Directions
Transcribe the listing below only from the line with "let removed = removed?;" up to and including the line with "if batch.len() >= MAX_KEYS_PER_BULK_DELETE".
BEGIN
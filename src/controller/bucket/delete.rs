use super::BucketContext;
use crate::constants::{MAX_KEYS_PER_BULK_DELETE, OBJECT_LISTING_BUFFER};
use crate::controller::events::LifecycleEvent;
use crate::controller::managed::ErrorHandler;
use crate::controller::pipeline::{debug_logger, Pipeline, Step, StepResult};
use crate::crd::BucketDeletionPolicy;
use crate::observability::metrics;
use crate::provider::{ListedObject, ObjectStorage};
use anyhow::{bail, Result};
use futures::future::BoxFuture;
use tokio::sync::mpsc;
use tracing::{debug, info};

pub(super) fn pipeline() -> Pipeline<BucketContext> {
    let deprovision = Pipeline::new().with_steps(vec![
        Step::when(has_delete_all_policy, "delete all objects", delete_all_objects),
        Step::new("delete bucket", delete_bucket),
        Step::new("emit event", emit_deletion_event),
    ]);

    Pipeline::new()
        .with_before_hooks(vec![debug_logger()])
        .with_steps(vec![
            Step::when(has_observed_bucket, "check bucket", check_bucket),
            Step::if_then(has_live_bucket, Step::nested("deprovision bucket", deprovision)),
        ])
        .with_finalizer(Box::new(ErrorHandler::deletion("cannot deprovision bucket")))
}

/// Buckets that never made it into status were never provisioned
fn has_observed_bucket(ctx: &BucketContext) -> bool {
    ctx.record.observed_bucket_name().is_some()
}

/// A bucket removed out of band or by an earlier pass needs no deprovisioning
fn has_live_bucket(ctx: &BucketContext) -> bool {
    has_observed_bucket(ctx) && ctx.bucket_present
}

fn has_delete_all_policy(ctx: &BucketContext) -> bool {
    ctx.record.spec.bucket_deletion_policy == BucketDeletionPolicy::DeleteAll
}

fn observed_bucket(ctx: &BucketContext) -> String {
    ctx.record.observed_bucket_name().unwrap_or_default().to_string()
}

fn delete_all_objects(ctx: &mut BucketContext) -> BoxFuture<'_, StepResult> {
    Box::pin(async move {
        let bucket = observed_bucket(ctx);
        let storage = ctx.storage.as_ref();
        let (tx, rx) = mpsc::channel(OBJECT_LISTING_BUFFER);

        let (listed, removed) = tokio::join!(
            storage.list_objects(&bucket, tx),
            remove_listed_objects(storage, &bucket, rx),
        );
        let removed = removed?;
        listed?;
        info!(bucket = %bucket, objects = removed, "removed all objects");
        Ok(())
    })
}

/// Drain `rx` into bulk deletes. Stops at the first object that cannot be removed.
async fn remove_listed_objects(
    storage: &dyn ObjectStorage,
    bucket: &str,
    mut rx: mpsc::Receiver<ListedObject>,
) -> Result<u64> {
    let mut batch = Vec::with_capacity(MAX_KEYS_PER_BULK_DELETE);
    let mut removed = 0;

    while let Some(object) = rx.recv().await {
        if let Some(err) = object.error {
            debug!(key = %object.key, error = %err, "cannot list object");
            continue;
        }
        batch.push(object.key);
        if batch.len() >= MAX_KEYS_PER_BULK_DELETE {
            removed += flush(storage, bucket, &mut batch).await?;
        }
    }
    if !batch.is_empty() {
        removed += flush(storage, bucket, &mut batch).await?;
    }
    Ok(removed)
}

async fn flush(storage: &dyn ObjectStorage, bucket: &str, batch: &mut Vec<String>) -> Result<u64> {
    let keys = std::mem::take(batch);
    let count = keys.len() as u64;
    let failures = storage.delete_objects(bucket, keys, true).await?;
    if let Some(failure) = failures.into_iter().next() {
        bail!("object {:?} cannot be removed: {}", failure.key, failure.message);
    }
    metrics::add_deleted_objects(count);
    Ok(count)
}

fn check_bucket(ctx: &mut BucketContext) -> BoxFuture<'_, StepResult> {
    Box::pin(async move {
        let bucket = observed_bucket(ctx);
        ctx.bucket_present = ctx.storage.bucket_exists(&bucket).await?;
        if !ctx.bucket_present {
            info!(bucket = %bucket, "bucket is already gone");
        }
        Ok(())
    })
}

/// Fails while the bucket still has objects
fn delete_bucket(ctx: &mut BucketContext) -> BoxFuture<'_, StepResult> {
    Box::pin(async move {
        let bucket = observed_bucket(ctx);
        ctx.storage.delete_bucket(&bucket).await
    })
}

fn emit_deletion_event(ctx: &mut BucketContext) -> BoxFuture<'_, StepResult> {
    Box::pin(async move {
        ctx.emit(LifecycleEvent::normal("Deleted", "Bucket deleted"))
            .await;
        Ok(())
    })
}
END
Output
        let removed = removed?;
        listed?;
        info!(bucket = %bucket, objects = removed, "removed all objects");
        Ok(())
    })
}

/// Drain `rx` into bulk deletes. Stops at the first object that cannot be removed.
async fn remove_listed_objects(
    storage: &dyn ObjectStorage,
    bucket: &str,
    mut rx: mpsc::Receiver<ListedObject>,
) -> Result<u64> {
    let mut batch = Vec::with_capacity(MAX_KEYS_PER_BULK_DELETE);
    let mut removed = 0;

    while let Some(object) = rx.recv().await {
        if let Some(err) = object.error {
            debug!(key = %object.key, error = %err, "cannot list object");
            continue;
        }
        batch.push(object.key);
        if batch.len() >= MAX_KEYS_PER_BULK_DELETE {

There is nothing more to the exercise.